## Information given
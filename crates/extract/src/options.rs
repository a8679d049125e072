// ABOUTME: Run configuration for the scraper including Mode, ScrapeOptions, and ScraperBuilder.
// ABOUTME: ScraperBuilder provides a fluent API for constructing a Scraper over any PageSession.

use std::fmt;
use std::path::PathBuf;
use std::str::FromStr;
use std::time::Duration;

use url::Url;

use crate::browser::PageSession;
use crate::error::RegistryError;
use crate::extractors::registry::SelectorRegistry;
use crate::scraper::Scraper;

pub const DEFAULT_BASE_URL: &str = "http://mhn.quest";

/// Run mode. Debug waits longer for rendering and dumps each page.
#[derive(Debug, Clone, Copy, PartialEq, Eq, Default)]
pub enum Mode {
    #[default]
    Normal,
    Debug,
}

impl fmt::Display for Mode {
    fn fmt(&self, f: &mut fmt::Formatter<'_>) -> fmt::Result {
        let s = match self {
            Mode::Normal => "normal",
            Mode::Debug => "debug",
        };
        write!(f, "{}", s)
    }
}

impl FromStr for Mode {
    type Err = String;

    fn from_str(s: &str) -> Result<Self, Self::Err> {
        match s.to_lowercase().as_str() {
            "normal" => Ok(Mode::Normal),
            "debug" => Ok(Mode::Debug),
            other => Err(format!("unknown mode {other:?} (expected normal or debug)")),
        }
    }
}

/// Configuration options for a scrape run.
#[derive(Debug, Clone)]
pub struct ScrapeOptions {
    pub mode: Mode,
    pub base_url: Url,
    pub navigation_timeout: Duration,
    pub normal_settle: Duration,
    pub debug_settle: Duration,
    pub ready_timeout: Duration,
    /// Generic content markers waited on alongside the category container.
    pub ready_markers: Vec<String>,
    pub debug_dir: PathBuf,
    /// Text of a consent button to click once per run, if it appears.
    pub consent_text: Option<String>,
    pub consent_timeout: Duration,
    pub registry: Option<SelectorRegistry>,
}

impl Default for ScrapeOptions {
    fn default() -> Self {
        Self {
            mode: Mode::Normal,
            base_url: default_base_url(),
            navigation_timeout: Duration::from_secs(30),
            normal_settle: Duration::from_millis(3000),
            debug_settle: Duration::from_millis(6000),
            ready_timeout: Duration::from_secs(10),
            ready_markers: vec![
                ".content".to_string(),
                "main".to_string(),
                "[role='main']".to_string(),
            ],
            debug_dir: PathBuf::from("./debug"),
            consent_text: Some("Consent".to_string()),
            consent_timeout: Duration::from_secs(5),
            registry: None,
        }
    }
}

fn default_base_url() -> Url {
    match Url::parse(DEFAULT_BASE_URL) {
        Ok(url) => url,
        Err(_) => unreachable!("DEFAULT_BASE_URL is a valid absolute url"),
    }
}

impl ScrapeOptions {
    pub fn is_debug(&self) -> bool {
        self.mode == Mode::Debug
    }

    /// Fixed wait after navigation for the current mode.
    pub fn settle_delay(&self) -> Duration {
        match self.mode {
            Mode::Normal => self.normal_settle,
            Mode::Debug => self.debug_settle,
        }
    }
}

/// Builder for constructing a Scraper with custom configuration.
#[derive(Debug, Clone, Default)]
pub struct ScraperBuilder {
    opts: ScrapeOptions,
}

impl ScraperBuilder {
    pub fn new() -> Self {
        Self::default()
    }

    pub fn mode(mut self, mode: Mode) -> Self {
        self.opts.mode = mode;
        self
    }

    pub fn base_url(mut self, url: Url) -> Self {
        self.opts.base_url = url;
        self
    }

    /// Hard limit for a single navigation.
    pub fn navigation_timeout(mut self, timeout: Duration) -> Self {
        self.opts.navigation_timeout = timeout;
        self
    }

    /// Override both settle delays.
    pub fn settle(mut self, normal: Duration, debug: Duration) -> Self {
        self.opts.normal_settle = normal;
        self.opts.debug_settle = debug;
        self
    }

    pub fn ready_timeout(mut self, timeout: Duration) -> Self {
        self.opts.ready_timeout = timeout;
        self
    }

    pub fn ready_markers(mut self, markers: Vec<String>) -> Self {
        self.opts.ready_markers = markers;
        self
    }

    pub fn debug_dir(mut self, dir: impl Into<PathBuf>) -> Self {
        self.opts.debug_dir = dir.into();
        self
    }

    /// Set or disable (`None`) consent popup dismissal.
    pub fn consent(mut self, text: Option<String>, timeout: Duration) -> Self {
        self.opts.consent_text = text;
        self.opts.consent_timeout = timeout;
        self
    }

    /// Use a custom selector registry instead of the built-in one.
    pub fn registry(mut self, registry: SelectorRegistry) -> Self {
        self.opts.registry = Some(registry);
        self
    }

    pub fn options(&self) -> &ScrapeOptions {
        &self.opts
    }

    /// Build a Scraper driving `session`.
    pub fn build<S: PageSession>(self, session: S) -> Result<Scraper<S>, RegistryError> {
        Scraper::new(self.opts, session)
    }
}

...

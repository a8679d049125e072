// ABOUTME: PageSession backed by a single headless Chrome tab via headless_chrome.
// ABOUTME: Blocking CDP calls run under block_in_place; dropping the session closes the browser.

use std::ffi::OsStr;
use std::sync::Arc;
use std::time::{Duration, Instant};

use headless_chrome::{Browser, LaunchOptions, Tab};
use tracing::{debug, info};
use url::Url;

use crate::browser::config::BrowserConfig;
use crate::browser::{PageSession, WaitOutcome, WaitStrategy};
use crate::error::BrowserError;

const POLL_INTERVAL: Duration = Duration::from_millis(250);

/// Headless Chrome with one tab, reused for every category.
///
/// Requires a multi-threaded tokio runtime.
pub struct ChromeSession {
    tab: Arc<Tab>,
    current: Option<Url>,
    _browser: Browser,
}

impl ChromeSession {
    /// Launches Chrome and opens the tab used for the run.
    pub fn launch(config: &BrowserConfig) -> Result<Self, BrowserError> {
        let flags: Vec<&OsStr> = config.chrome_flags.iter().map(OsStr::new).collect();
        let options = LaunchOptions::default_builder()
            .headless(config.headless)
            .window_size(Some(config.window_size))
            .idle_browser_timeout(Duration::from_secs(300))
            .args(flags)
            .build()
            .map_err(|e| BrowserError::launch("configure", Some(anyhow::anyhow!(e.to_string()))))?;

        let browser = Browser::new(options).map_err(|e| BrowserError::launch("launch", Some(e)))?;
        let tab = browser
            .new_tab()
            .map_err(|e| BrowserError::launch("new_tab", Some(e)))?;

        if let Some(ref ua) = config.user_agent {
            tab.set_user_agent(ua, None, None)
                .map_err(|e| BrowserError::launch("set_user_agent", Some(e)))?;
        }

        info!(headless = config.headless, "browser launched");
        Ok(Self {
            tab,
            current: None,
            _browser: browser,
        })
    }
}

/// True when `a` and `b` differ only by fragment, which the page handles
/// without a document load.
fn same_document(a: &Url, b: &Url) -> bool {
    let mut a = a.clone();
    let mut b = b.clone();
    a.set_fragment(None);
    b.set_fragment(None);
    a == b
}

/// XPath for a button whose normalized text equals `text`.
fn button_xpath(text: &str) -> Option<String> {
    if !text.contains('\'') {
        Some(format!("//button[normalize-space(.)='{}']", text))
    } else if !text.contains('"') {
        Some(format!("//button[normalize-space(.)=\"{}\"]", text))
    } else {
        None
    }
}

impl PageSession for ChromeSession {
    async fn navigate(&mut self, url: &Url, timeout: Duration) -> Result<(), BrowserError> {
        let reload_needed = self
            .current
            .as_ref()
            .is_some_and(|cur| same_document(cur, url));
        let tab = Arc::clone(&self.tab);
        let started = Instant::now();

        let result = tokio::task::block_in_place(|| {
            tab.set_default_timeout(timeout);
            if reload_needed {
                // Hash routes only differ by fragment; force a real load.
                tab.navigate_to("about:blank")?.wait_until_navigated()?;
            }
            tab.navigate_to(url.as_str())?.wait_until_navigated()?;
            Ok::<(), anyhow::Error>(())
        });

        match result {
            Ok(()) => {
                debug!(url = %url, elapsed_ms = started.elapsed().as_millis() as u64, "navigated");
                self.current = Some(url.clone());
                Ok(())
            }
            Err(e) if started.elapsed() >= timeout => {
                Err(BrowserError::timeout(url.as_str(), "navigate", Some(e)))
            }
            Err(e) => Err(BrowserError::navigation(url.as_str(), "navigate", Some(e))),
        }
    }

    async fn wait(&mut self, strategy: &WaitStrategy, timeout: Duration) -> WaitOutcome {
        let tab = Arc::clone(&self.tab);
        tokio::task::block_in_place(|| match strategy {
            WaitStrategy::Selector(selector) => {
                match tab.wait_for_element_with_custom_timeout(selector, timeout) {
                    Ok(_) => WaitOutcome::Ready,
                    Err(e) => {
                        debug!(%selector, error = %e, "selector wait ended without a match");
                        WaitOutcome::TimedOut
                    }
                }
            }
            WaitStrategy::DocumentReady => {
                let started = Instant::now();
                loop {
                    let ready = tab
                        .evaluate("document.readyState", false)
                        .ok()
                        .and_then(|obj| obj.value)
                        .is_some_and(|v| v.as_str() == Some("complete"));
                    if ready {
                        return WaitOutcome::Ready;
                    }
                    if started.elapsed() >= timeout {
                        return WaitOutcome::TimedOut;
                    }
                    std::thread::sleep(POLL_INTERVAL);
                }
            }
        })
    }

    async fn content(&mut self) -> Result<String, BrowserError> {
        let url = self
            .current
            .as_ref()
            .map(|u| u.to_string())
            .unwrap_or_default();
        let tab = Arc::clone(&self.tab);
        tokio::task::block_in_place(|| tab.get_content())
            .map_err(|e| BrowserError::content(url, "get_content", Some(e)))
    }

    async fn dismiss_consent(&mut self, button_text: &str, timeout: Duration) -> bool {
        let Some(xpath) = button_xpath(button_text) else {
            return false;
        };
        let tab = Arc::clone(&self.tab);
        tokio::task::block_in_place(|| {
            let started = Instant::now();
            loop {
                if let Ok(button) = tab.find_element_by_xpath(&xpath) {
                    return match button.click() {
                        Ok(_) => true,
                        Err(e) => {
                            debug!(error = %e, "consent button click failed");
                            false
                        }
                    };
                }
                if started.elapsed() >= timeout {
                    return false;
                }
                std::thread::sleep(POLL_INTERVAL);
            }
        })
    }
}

==

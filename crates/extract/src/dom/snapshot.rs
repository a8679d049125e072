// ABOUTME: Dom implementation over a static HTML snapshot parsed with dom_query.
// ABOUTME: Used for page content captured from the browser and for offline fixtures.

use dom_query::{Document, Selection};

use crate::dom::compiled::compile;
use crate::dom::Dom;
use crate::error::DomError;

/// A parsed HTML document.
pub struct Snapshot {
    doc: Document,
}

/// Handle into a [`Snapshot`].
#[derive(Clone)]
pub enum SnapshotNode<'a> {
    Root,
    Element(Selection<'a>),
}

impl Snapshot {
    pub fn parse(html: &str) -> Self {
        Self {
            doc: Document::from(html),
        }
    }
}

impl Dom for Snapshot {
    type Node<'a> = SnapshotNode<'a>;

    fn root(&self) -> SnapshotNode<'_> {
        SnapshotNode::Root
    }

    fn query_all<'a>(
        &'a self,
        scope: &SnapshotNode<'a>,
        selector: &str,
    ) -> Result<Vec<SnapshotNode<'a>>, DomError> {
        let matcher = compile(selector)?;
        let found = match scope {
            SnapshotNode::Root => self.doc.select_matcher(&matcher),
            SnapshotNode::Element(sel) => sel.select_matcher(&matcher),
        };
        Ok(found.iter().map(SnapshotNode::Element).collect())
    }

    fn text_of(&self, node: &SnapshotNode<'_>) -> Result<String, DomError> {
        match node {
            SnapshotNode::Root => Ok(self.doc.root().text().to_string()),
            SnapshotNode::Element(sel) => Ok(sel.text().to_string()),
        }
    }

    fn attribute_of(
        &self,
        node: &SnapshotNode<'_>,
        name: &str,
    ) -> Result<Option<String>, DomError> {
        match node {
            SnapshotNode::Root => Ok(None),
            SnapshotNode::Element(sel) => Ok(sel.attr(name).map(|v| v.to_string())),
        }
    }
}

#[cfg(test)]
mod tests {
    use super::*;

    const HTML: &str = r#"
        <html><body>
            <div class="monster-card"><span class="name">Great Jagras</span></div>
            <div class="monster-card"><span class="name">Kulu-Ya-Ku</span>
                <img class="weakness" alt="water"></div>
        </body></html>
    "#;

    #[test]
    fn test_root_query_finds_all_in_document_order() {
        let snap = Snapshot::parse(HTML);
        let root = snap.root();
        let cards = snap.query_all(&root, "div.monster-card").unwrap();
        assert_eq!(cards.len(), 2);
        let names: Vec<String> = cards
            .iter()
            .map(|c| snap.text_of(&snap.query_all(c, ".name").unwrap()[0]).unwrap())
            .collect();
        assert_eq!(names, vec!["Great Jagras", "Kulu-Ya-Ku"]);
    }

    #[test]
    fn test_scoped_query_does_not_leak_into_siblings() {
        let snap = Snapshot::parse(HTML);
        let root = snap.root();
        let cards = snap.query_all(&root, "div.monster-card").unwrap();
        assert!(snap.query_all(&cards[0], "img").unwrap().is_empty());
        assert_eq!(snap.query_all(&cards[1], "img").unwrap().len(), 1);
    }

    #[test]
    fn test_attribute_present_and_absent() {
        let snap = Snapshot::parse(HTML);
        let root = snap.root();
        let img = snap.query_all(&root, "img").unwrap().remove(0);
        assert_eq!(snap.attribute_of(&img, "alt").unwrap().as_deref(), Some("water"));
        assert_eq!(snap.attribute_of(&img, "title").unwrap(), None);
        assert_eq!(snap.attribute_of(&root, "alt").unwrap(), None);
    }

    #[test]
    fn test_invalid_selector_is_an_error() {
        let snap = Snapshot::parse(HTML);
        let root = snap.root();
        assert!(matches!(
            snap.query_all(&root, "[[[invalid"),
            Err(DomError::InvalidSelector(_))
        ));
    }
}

## What you are asked to do
The range runs from the line above containing "filename crates/extract/src/options.rs" to the line containing "use std::str::FromStr;", inclusive. Restate those lines word for word and no others.

## Response box
filename crates/extract/src/options.rs
repository a8679d049125e072
// ABOUTME: Run configuration for the scraper including Mode, ScrapeOptions, and ScraperBuilder.
// ABOUTME: ScraperBuilder provides a fluent API for constructing a Scraper over any PageSession.

use std::fmt;
use std::path::PathBuf;
use std::str::FromStr;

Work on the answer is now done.